WHAT THIS TASK INVOLVES
The entire listing is to be repeated verbatim.

SOURCE DATA
use crate::bundle::DataBundle;
use crate::context::Context;
use crate::error::{Error, Result};
use crate::mutation::{ApplyOutcome, Mutation};
use crate::store::{BundleReader, DataWriter};
use crate::types::TenantId;
use std::collections::HashMap;
use tracing::{info, warn};

const DEFAULT_MAX_COMMIT_RETRIES: usize = 3;

/// Runs data bundles against a store.
///
/// A run resolves the bundle, binds arguments, parses every resolved template
/// and only then applies the whole plan as one transaction. Input errors are
/// reported before anything is written.
#[derive(Debug)]
pub struct BundleEngine<S> {
    store: S,
    max_commit_retries: usize,
}

/// Builder for [`BundleEngine`].
pub struct BundleEngineBuilder<S> {
    store: S,
    max_commit_retries: usize,
}

impl<S> BundleEngineBuilder<S> {
    /// Creates a new builder with default configuration.
    pub fn new(store: S) -> Self {
        Self {
            store,
            max_commit_retries: DEFAULT_MAX_COMMIT_RETRIES,
        }
    }

    /// Sets how many times a run is retried after a transaction conflict.
    pub fn max_commit_retries(mut self, retries: usize) -> Self {
        self.max_commit_retries = retries;
        self
    }

    /// Builds the engine.
    pub fn build(self) -> BundleEngine<S> {
        BundleEngine {
            store: self.store,
            max_commit_retries: self.max_commit_retries,
        }
    }
}

impl<S> BundleEngine<S> {
    pub fn store(&self) -> &S {
        &self.store
    }
}

impl<S> BundleEngine<S>
where
    S: BundleReader + DataWriter + Send + Sync,
{
    /// Resolves `name` and returns the mutation plan a run would apply,
    /// without applying it.
    pub async fn plan(
        &self,
        ctx: &Context,
        tenant: &TenantId,
        name: &str,
        values: &HashMap<String, String>,
    ) -> Result<Vec<Mutation>> {
        ctx.check()?;
        let bundle: DataBundle = self.store.read_bundle(ctx, tenant, name).await?;
        bundle.expand(ctx, values)
    }

    /// Runs bundle `name` for `tenant` with the given argument values.
    ///
    /// Either every mutation of the bundle becomes visible at once or none
    /// does. Conflicting commits are retried up to the configured limit.
    pub async fn run(
        &self,
        ctx: &Context,
        tenant: &TenantId,
        name: &str,
        values: &HashMap<String, String>,
    ) -> Result<ApplyOutcome> {
        let plan = self.plan(ctx, tenant, name, values).await?;

        let mut attempt = 0;
        loop {
            match self.store.apply(ctx, tenant, &plan).await {
                Ok(outcome) => {
                    info!(
                        tenant = %tenant,
                        bundle = name,
                        seq = outcome.seq,
                        tuples_written = outcome.tuples_written,
                        tuples_deleted = outcome.tuples_deleted,
                        attributes_written = outcome.attributes_written,
                        attributes_deleted = outcome.attributes_deleted,
                        "bundle committed"
                    );
                    return Ok(outcome);
                }
                Err(Error::TransactionConflict) if attempt < self.max_commit_retries => {
                    attempt += 1;
                    warn!(tenant = %tenant, bundle = name, attempt, "bundle commit conflicted, retrying");
                    ctx.check()?;
                }
                Err(err) => return Err(err),
            }
        }
    }
}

TASK SOLUTION
use crate::bundle::DataBundle;
use crate::context::Context;
use crate::error::{Error, Result};
use crate::mutation::{ApplyOutcome, Mutation};
use crate::store::{BundleReader, DataWriter};
use crate::types::TenantId;
use std::collections::HashMap;
use tracing::{info, warn};

const DEFAULT_MAX_COMMIT_RETRIES: usize = 3;

/// Runs data bundles against a store.
///
/// A run resolves the bundle, binds arguments, parses every resolved template
/// and only then applies the whole plan as one transaction. Input errors are
/// reported before anything is written.
#[derive(Debug)]
pub struct BundleEngine<S> {
    store: S,
    max_commit_retries: usize,
}

/// Builder for [`BundleEngine`].
pub struct BundleEngineBuilder<S> {
    store: S,
    max_commit_retries: usize,
}

impl<S> BundleEngineBuilder<S> {
    /// Creates a new builder with default configuration.
    pub fn new(store: S) -> Self {
        Self {
            store,
            max_commit_retries: DEFAULT_MAX_COMMIT_RETRIES,
        }
    }

    /// Sets how many times a run is retried after a transaction conflict.
    pub fn max_commit_retries(mut self, retries: usize) -> Self {
        self.max_commit_retries = retries;
        self
    }

    /// Builds the engine.
    pub fn build(self) -> BundleEngine<S> {
        BundleEngine {
            store: self.store,
            max_commit_retries: self.max_commit_retries,
        }
    }
}

impl<S> BundleEngine<S> {
    pub fn store(&self) -> &S {
        &self.store
    }
}

impl<S> BundleEngine<S>
where
    S: BundleReader + DataWriter + Send + Sync,
{
    /// Resolves `name` and returns the mutation plan a run would apply,
    /// without applying it.
    pub async fn plan(
        &self,
        ctx: &Context,
        tenant: &TenantId,
        name: &str,
        values: &HashMap<String, String>,
    ) -> Result<Vec<Mutation>> {
        ctx.check()?;
        let bundle: DataBundle = self.store.read_bundle(ctx, tenant, name).await?;
        bundle.expand(ctx, values)
    }

    /// Runs bundle `name` for `tenant` with the given argument values.
    ///
    /// Either every mutation of the bundle becomes visible at once or none
    /// does. Conflicting commits are retried up to the configured limit.
    pub async fn run(
        &self,
        ctx: &Context,
        tenant: &TenantId,
        name: &str,
        values: &HashMap<String, String>,
    ) -> Result<ApplyOutcome> {
        let plan = self.plan(ctx, tenant, name, values).await?;

        let mut attempt = 0;
        loop {
            match self.store.apply(ctx, tenant, &plan).await {
                Ok(outcome) => {
                    info!(
                        tenant = %tenant,
                        bundle = name,
                        seq = outcome.seq,
                        tuples_written = outcome.tuples_written,
                        tuples_deleted = outcome.tuples_deleted,
                        attributes_written = outcome.attributes_written,
                        attributes_deleted = outcome.attributes_deleted,
                        "bundle committed"
                    );
                    return Ok(outcome);
                }
                Err(Error::TransactionConflict) if attempt < self.max_commit_retries => {
                    attempt += 1;
                    warn!(tenant = %tenant, bundle = name, attempt, "bundle commit conflicted, retrying");
                    ctx.check()?;
                }
                Err(err) => return Err(err),
            }
        }
    }
}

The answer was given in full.